"A lot of screaming queens in Oxford Street will not help the cause for which we shall have to fight," said Patrick White. When the great novelist and august pouffe was asked to disburse some of his Nobel Laureate’s value to a poor community event, he answered by letter that he had "always detested the Gay Mardi Gras nonsense." No, he would not attend.
This, I like to imagine, was the basis for a good deal of righteous huffing when it was set to paper in 1984. Certainly, its hauteur scuttled into subsequent decades. I remember preparing for my first Mardi Gras as a very young person (by "prepare", I mean acute dieting, not a rereading of Dennis Altman) when I was first told of White’s blasphemy. Naturally, I huffed. And wrote the words "Uncle Tom" on my copy of The Vivisector. (It should be noted: my rage did help the diet and I cut a very nice figure in the womyn’s tent that 90s year.)
White, clearly, was an arch-conservative reluctant to embrace his perversion. Moreover, his age barred him from acknowledging the power of performative (a word we used to use, quite incorrectly, a lot in the queer 90s) protest. Mardi Gras is a glorious celebration of difference and a denunciation of the everyday! Down with heteronormative (see previous) good behaviour! Here’s to lesbians with wild eyes and free looks dancing on the backs of utes/fronts of motorcycles etc.
I was much younger and the MDMA was a lot purer in the 90s. Now, chemistry has wrought its work on both my cynicism and Scheduled Narcotics and I can no longer see the point of Mardi Gras. Now, to my immense relief, I can admire White unimpeded.
Mardi Gras is nonsense.
The party has become a billboard for producing only two sorts of meaning, both of which give me great unease. First, it’s an ideal site for niche corporate branding. Second, it hawks a disingenuous message of "community", stage-managed by rich poofs and their lezzo servants. In short, it’s a weird elitism fused with ads for telcos.
Actually, I’d not felt anything like a passionate response to Mardi Gras for years. I hadn’t thought about it at all until the other night, when it appeared on my television quite out of season. And – to my mind – out of context.
Attorney-General Robert McLelland has announced that last year’s recommendations by the Human Rights and Equal Opportunity Commission (HREOC) are to be passed. The Same-Sex: Same Entitlements report offered the SHOCK revelation that persons living in same sex relationships suffered discrimination in law. Well, I never. Knock me over with the faux feather boa of a senselessly vulgar drag queen.
The recommendations, fascinating as they are to the people they will impact, are too dull and numerous to detail here. Believe me when I tell you, the legislative shifts will make life a lot less troublesome for the bent.

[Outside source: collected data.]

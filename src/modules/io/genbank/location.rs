//! Feature location expressions
//!
//! A location is a small tree: leaves are single positions or ranges, and
//! `complement`, `join`, `order` and `bond` nodes combine them. Locations on
//! another entry are written `ACCESSION.version:location`.
//!
//! ```text
//! location      := operator '(' location_list ')' | accession ':' location | range | point
//! operator      := "join" | "order" | "complement" | "bond"
//! location_list := location (',' location)*
//! range         := coordinate separator coordinate
//! point         := coordinate
//! coordinate    := ['<' | '>'] digits
//! separator     := ".." | "^" | "."
//! ```
//!
//! Whitespace is ignored, so locations continued over several feature
//! table lines parse as one. Printing produces the canonical form without
//! whitespace.

use std::cmp::Ordering;
use std::fmt;
use std::slice;
use std::str::FromStr;

use serde::{Deserialize, Serialize};

use crate::modules::io::error::{ParseError, ParseResult};

/// Fuzzy marker on a coordinate
#[derive(Debug, Clone, Copy, PartialEq, Eq, Hash, PartialOrd, Ord, Serialize, Deserialize)]
pub enum PositionMarker {
    /// `<`: the feature starts before this position
    Before,
    /// `>`: the feature ends after this position
    After,
}

impl PositionMarker {
    pub fn as_str(self) -> &'static str {
        match self {
            PositionMarker::Before => "<",
            PositionMarker::After => ">",
        }
    }

    /// Parse marker text; the empty string means "no marker"
    pub fn parse_data(data: &str) -> ParseResult<Option<Self>> {
        match data.trim() {
            "" => Ok(None),
            "<" => Ok(Some(PositionMarker::Before)),
            ">" => Ok(Some(PositionMarker::After)),
            other => Err(ParseError::LocationFormat {
                text: other.to_string(),
                reason: "position data must be '<', '>' or empty".to_string(),
            }),
        }
    }
}

/// A 1-based coordinate with an optional fuzzy marker
#[derive(Debug, Clone, Copy, PartialEq, Eq, Hash, PartialOrd, Ord, Serialize, Deserialize)]
pub struct Position {
    pub value: usize,
    pub marker: Option<PositionMarker>,
}

impl Position {
    pub fn exact(value: usize) -> Self {
        Self { value, marker: None }
    }

    pub fn before(value: usize) -> Self {
        Self {
            value,
            marker: Some(PositionMarker::Before),
        }
    }

    pub fn after(value: usize) -> Self {
        Self {
            value,
            marker: Some(PositionMarker::After),
        }
    }
}

impl fmt::Display for Position {
    fn fmt(&self, f: &mut fmt::Formatter) -> fmt::Result {
        if let Some(marker) = self.marker {
            f.write_str(marker.as_str())?;
        }
        write!(f, "{}", self.value)
    }
}

/// Separator between the two coordinates of a range
#[derive(Debug, Clone, Copy, PartialEq, Eq, Hash, PartialOrd, Ord, Serialize, Deserialize)]
pub enum Separator {
    /// `..`: every base from start to end
    Range,
    /// `^`: the site between two bases
    Between,
    /// `.`: a single unknown base within the span
    Within,
}

impl Separator {
    pub fn as_str(self) -> &'static str {
        match self {
            Separator::Range => "..",
            Separator::Between => "^",
            Separator::Within => ".",
        }
    }
}

/// Operator of a location node
#[derive(Debug, Clone, Copy, PartialEq, Eq, Hash, PartialOrd, Ord, Serialize, Deserialize)]
pub enum LocationOperator {
    None,
    Complement,
    Join,
    Order,
    Bond,
}

/// A feature location tree
#[derive(Debug, Clone, PartialEq, Eq, Hash, Serialize, Deserialize)]
pub enum Location {
    Point(Position),
    Range {
        start: Position,
        end: Position,
        separator: Separator,
    },
    Complement(Box<Location>),
    Join(Vec<Location>),
    Order(Vec<Location>),
    Bond(Vec<Location>),
    External {
        accession: String,
        location: Box<Location>,
    },
}

impl Location {
    /// Parse a location expression
    pub fn parse(text: &str) -> ParseResult<Self> {
        LocationParser::new(text).parse()
    }

    /// Exact range `start..end`
    pub fn range(start: usize, end: usize) -> Self {
        Location::Range {
            start: Position::exact(start),
            end: Position::exact(end),
            separator: Separator::Range,
        }
    }

    pub fn point(value: usize) -> Self {
        Location::Point(Position::exact(value))
    }

    pub fn complement(inner: Location) -> Self {
        Location::Complement(Box::new(inner))
    }

    pub fn operator(&self) -> LocationOperator {
        match self {
            Location::Point(_) | Location::Range { .. } => LocationOperator::None,
            Location::Complement(_) => LocationOperator::Complement,
            Location::Join(_) => LocationOperator::Join,
            Location::Order(_) => LocationOperator::Order,
            Location::Bond(_) => LocationOperator::Bond,
            Location::External { location, .. } => location.operator(),
        }
    }

    /// Separator of a range leaf
    pub fn separator(&self) -> Option<Separator> {
        match self {
            Location::Range { separator, .. } => Some(*separator),
            _ => None,
        }
    }

    /// Accession of a location on another entry
    pub fn accession(&self) -> Option<&str> {
        match self {
            Location::External { accession, .. } => Some(accession),
            _ => None,
        }
    }

    /// Direct children of an operator node
    pub fn sub_locations(&self) -> &[Location] {
        match self {
            Location::Point(_) | Location::Range { .. } => &[],
            Location::Complement(inner) | Location::External { location: inner, .. } => {
                slice::from_ref(inner.as_ref())
            }
            Location::Join(children) | Location::Order(children) | Location::Bond(children) => children,
        }
    }

    /// Whether this node is a point or a range
    pub fn is_leaf(&self) -> bool {
        matches!(self, Location::Point(_) | Location::Range { .. })
    }

    pub(super) fn leaf_bounds(&self) -> Option<(&Position, &Position)> {
        match self {
            Location::Point(p) => Some((p, p)),
            Location::Range { start, end, .. } => Some((start, end)),
            _ => None,
        }
    }

    /// Leftmost coordinate over all leaves
    pub fn start(&self) -> usize {
        self.leaf_locations()
            .iter()
            .filter_map(|leaf| leaf.leaf_bounds())
            .map(|(start, _)| start.value)
            .min()
            .unwrap_or(0)
    }

    /// Rightmost coordinate over all leaves
    pub fn end(&self) -> usize {
        self.leaf_locations()
            .iter()
            .filter_map(|leaf| leaf.leaf_bounds())
            .map(|(_, end)| end.value)
            .max()
            .unwrap_or(0)
    }

    /// Position that determines [`Location::start`]
    pub fn start_position(&self) -> Option<Position> {
        let target = self.start();
        self.leaf_locations()
            .iter()
            .filter_map(|leaf| leaf.leaf_bounds())
            .map(|(start, _)| *start)
            .find(|start| start.value == target)
    }

    /// Position that determines [`Location::end`]
    pub fn end_position(&self) -> Option<Position> {
        let target = self.end();
        self.leaf_locations()
            .iter()
            .filter_map(|leaf| leaf.leaf_bounds())
            .map(|(_, end)| *end)
            .find(|end| end.value == target)
    }

    /// Marker text of the start position (`"<"`, `">"` or `""`)
    pub fn start_data(&self) -> &'static str {
        self.start_position()
            .and_then(|p| p.marker)
            .map_or("", PositionMarker::as_str)
    }

    /// Marker text of the end position (`"<"`, `">"` or `""`)
    pub fn end_data(&self) -> &'static str {
        self.end_position()
            .and_then(|p| p.marker)
            .map_or("", PositionMarker::as_str)
    }

    /// Replace the marker of the start position
    pub fn set_start_data(&mut self, data: &str) -> ParseResult<()> {
        let marker = PositionMarker::parse_data(data)?;
        let target = self.start();
        let position = self
            .find_position_mut(target, true)
            .ok_or_else(|| ParseError::UnsupportedOperation("location has no leaves".to_string()))?;
        position.marker = marker;
        Ok(())
    }

    /// Replace the marker of the end position
    pub fn set_end_data(&mut self, data: &str) -> ParseResult<()> {
        let marker = PositionMarker::parse_data(data)?;
        let target = self.end();
        let position = self
            .find_position_mut(target, false)
            .ok_or_else(|| ParseError::UnsupportedOperation("location has no leaves".to_string()))?;
        position.marker = marker;
        Ok(())
    }

    fn find_position_mut(&mut self, target: usize, want_start: bool) -> Option<&mut Position> {
        match self {
            Location::Point(p) => (p.value == target).then_some(p),
            Location::Range { start, end, .. } => {
                let position = if want_start { start } else { end };
                (position.value == target).then_some(position)
            }
            Location::Complement(inner) | Location::External { location: inner, .. } => {
                inner.find_position_mut(target, want_start)
            }
            Location::Join(children) | Location::Order(children) | Location::Bond(children) => children
                .iter_mut()
                .find_map(|child| child.find_position_mut(target, want_start)),
        }
    }

    /// Compare with an optional other location; a missing one sorts first
    pub fn compare_to(&self, other: Option<&Location>) -> Ordering {
        match other {
            Some(other) => self.cmp(other),
            None => Ordering::Greater,
        }
    }

    fn rank(&self) -> u8 {
        match self {
            Location::Point(_) => 0,
            Location::Range { .. } => 1,
            Location::Complement(_) => 2,
            Location::Join(_) => 3,
            Location::Order(_) => 4,
            Location::Bond(_) => 5,
            Location::External { .. } => 6,
        }
    }
}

All of this was reported in the Australian news media last week. You may have seen it. Or at least seen the cheesy visuals appended to the announcement.
It’s odd to see news of changes to superannuation law underscored by dancing boys from a Darlinghurst fitness centre in snug pink lycra shorts. Nonetheless, this was the vision selected by most major television news programs. As imminent changes to real estate, tax and pension legislation were announced, a poorly effected formation dance played out in the background. As glorious as the voice of Candi Staton might be, it does not provide an apposite soundtrack for anything the Attorney-General might consent to do. Sometimes, during a carriage of legislation, McLelland just Feels Like Throwing His Hands Up In The Air.
One can hardly lay the entire blame at the aerobicised feet of the screaming queens. Nonetheless, the cause for which we shall have to fight was hardly assisted by these brassy stop-outs.
And it was hardly helped by a raucous minority of queers who have long wanted their right to grand weddings thrown into the bargain. News media was quick to jump on an issue which, as any lobbyist will tell you, remains a dead wedge. Nonetheless, there was the mandatory vision of old dears stuffed into tuxes as old as their gullibility screeching, "we want legitimacy" which may be loosely translated to mean "we want Michael Graves’ entire design collection on our gift registry".
At this point, I should probably tell you that at a certain and rarely attained point of insobriety, I always ask my girlfriend to marry me. Clearly, there is some manipulated thing in my viscera that needs a white frock. I’m all for the right to marry – especially at short notice and when completely stonkered. But the damn issue just pisses too many wacko Christians off to pass in law for the present. Right now, realist queers are celebrating the amendments.
In the end, lovely wedding gift registries, Mardi Gras and the ancient remonstrations of White are really the least of our concern. If career homosexuals and their attendant muffia wish to keep the glitzy corpse of Pride on life support, it’s of marginal concern. At the very least, we can be certain that the Ten Network is grateful for those pictures of giddy new hunks every year. The intensely closeted Horny Dads of Australia can have their eye candy and Oxford Street gymnasia can continue to enjoy robust business each summer. Candi can keep on singing.
The men and women who worked so tirelessly to see this legislation pass have had no time to listen.